→ **Records shown**
#####
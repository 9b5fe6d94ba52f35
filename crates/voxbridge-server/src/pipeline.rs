use async_trait::async_trait;
use std::path::Path;
use std::sync::Arc;
use voxbridge_audio::{CaptureFormat, CaptureSession, InputBackend};
use voxbridge_core::{
    normalize, AudioEncoding, PipelineError, SourceLanguage, Transcript, TranscriptionResult,
};
use voxbridge_engine::{first_final_transcript, first_transcript, RecognitionProfile, SpeechRecognizer};
use voxbridge_translate::{translate_transcript, Translator};

/// Capture one utterance and translate it.
#[async_trait]
pub trait SpeechPipeline: Send + Sync {
    /// `Ok(None)` means the audio ended without any finalized speech.
    async fn run(
        &self,
        target: &str,
        source: &str,
    ) -> Result<Option<TranscriptionResult>, PipelineError>;
}

/// Microphone -> streaming recognizer -> translator.
///
/// Steps run strictly in sequence with no retries; the first failure is
/// returned as is.
pub struct TranscriptionPipeline {
    input: Arc<dyn InputBackend>,
    recognizer: Arc<dyn SpeechRecognizer>,
    translator: Arc<dyn Translator>,
    profile: RecognitionProfile,
    format: CaptureFormat,
}

impl TranscriptionPipeline {
    pub fn new(
        input: Arc<dyn InputBackend>,
        recognizer: Arc<dyn SpeechRecognizer>,
        translator: Arc<dyn Translator>,
        profile: RecognitionProfile,
        format: CaptureFormat,
    ) -> Self {
        Self {
            input,
            recognizer,
            translator,
            profile,
            format,
        }
    }
}

#[async_trait]
impl SpeechPipeline for TranscriptionPipeline {
    async fn run(
        &self,
        target: &str,
        source: &str,
    ) -> Result<Option<TranscriptionResult>, PipelineError> {
        let target_language = normalize(target);
        let source = SourceLanguage::parse(source);
        let config = self
            .profile
            .streaming_config(&source, self.format.sample_rate);

        tracing::info!(
            source = %source,
            target = %target_language,
            recognizer = self.recognizer.name(),
            "listening for speech"
        );

        let mut capture = CaptureSession::acquire(Arc::clone(&self.input), self.format).await?;
        let outcome = match capture.take_stream() {
            Ok(audio) => first_final_transcript(self.recognizer.as_ref(), config, audio)
                .await
                .map_err(PipelineError::from),
            Err(e) => Err(e.into()),
        };
        // The device is released before translation starts.
        capture.release().await;

        let Some(transcript) = outcome? else {
            return Ok(None);
        };

        let result = finish(
            self.translator.as_ref(),
            &self.profile,
            transcript,
            &source,
            target_language,
        )
        .await?;
        Ok(Some(result))
    }
}

/// Uploaded recording -> single-shot recognizer -> translator.
pub struct RecordingPipeline {
    recognizer: Arc<dyn SpeechRecognizer>,
    translator: Arc<dyn Translator>,
    profile: RecognitionProfile,
    encoding: AudioEncoding,
    sample_rate: u32,
}

impl RecordingPipeline {
    pub fn new(
        recognizer: Arc<dyn SpeechRecognizer>,
        translator: Arc<dyn Translator>,
        profile: RecognitionProfile,
        encoding: AudioEncoding,
        sample_rate: u32,
    ) -> Self {
        Self {
            recognizer,
            translator,
            profile,
            encoding,
            sample_rate,
        }
    }

    /// Recognize the recording staged at `path` and translate it.
    pub async fn run(
        &self,
        path: &Path,
        target: &str,
        source: &str,
    ) -> Result<Option<TranscriptionResult>, PipelineError> {
        let audio = tokio::fs::read(path).await?;
        let target_language = normalize(target);
        let source = SourceLanguage::parse(source);
        let config = self
            .profile
            .recognition_config(&source, self.encoding, self.sample_rate);

        tracing::debug!(
            bytes = audio.len(),
            encoding = self.encoding.as_str(),
            target = %target_language,
            "recognizing uploaded recording"
        );

        let results = self.recognizer.recognize(&config, audio).await?;
        let Some(transcript) = first_transcript(&results) else {
            return Ok(None);
        };

        let result = finish(
            self.translator.as_ref(),
            &self.profile,
            transcript,
            &source,
            target_language,
        )
        .await?;
        Ok(Some(result))
    }
}

async fn finish(
    translator: &dyn Translator,
    profile: &RecognitionProfile,
    transcript: Transcript,
    source: &SourceLanguage,
    target_language: String,
) -> Result<TranscriptionResult, PipelineError> {
    let source_language = profile.reported_language(source, transcript.language_code.as_deref());

    let translated =
        translate_transcript(translator, &transcript.text, &source_language, &target_language)
            .await?;

    Ok(TranscriptionResult {
        transcript: transcript.text,
        source_language,
        target_language,
        translated,
    })
}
#####
→ **Assignment**
Set down the full listing once more, exactly as written.

→ **Output of the exercise**
repository 9b5fe6d94ba52f35
filename crates/voxbridge-server/src/pipeline.rs
use async_trait::async_trait;
use std::path::Path;
use std::sync::Arc;
use voxbridge_audio::{CaptureFormat, CaptureSession, InputBackend};
use voxbridge_core::{
    normalize, AudioEncoding, PipelineError, SourceLanguage, Transcript, TranscriptionResult,
};
use voxbridge_engine::{first_final_transcript, first_transcript, RecognitionProfile, SpeechRecognizer};
use voxbridge_translate::{translate_transcript, Translator};

/// Capture one utterance and translate it.
#[async_trait]
pub trait SpeechPipeline: Send + Sync {
    /// `Ok(None)` means the audio ended without any finalized speech.
    async fn run(
        &self,
        target: &str,
        source: &str,
    ) -> Result<Option<TranscriptionResult>, PipelineError>;
}

/// Microphone -> streaming recognizer -> translator.
///
/// Steps run strictly in sequence with no retries; the first failure is
/// returned as is.
pub struct TranscriptionPipeline {
    input: Arc<dyn InputBackend>,
    recognizer: Arc<dyn SpeechRecognizer>,
    translator: Arc<dyn Translator>,
    profile: RecognitionProfile,
    format: CaptureFormat,
}

impl TranscriptionPipeline {
    pub fn new(
        input: Arc<dyn InputBackend>,
        recognizer: Arc<dyn SpeechRecognizer>,
        translator: Arc<dyn Translator>,
        profile: RecognitionProfile,
        format: CaptureFormat,
    ) -> Self {
        Self {
            input,
            recognizer,
            translator,
            profile,
            format,
        }
    }
}

#[async_trait]
impl SpeechPipeline for TranscriptionPipeline {
    async fn run(
        &self,
        target: &str,
        source: &str,
    ) -> Result<Option<TranscriptionResult>, PipelineError> {
        let target_language = normalize(target);
        let source = SourceLanguage::parse(source);
        let config = self
            .profile
            .streaming_config(&source, self.format.sample_rate);

        tracing::info!(
            source = %source,
            target = %target_language,
            recognizer = self.recognizer.name(),
            "listening for speech"
        );

        let mut capture = CaptureSession::acquire(Arc::clone(&self.input), self.format).await?;
        let outcome = match capture.take_stream() {
            Ok(audio) => first_final_transcript(self.recognizer.as_ref(), config, audio)
                .await
                .map_err(PipelineError::from),
            Err(e) => Err(e.into()),
        };
        // The device is released before translation starts.
        capture.release().await;

        let Some(transcript) = outcome? else {
            return Ok(None);
        };

        let result = finish(
            self.translator.as_ref(),
            &self.profile,
            transcript,
            &source,
            target_language,
        )
        .await?;
        Ok(Some(result))
    }
}

/// Uploaded recording -> single-shot recognizer -> translator.
pub struct RecordingPipeline {
    recognizer: Arc<dyn SpeechRecognizer>,
    translator: Arc<dyn Translator>,
    profile: RecognitionProfile,
    encoding: AudioEncoding,
    sample_rate: u32,
}

impl RecordingPipeline {
    pub fn new(
        recognizer: Arc<dyn SpeechRecognizer>,
        translator: Arc<dyn Translator>,
        profile: RecognitionProfile,
        encoding: AudioEncoding,
        sample_rate: u32,
    ) -> Self {
        Self {
            recognizer,
            translator,
            profile,
            encoding,
            sample_rate,
        }
    }

    /// Recognize the recording staged at `path` and translate it.
    pub async fn run(
        &self,
        path: &Path,
        target: &str,
        source: &str,
    ) -> Result<Option<TranscriptionResult>, PipelineError> {
        let audio = tokio::fs::read(path).await?;
        let target_language = normalize(target);
        let source = SourceLanguage::parse(source);
        let config = self
            .profile
            .recognition_config(&source, self.encoding, self.sample_rate);

        tracing::debug!(
            bytes = audio.len(),
            encoding = self.encoding.as_str(),
            target = %target_language,
            "recognizing uploaded recording"
        );

        let results = self.recognizer.recognize(&config, audio).await?;
        let Some(transcript) = first_transcript(&results) else {
            return Ok(None);
        };

        let result = finish(
            self.translator.as_ref(),
            &self.profile,
            transcript,
            &source,
            target_language,
        )
        .await?;
        Ok(Some(result))
    }
}

async fn finish(
    translator: &dyn Translator,
    profile: &RecognitionProfile,
    transcript: Transcript,
    source: &SourceLanguage,
    target_language: String,
) -> Result<TranscriptionResult, PipelineError> {
    let source_language = profile.reported_language(source, transcript.language_code.as_deref());

    let translated =
        translate_transcript(translator, &transcript.text, &source_language, &target_language)
            .await?;

    Ok(TranscriptionResult {
        transcript: transcript.text,
        source_language,
        target_language,
        translated,
    })
}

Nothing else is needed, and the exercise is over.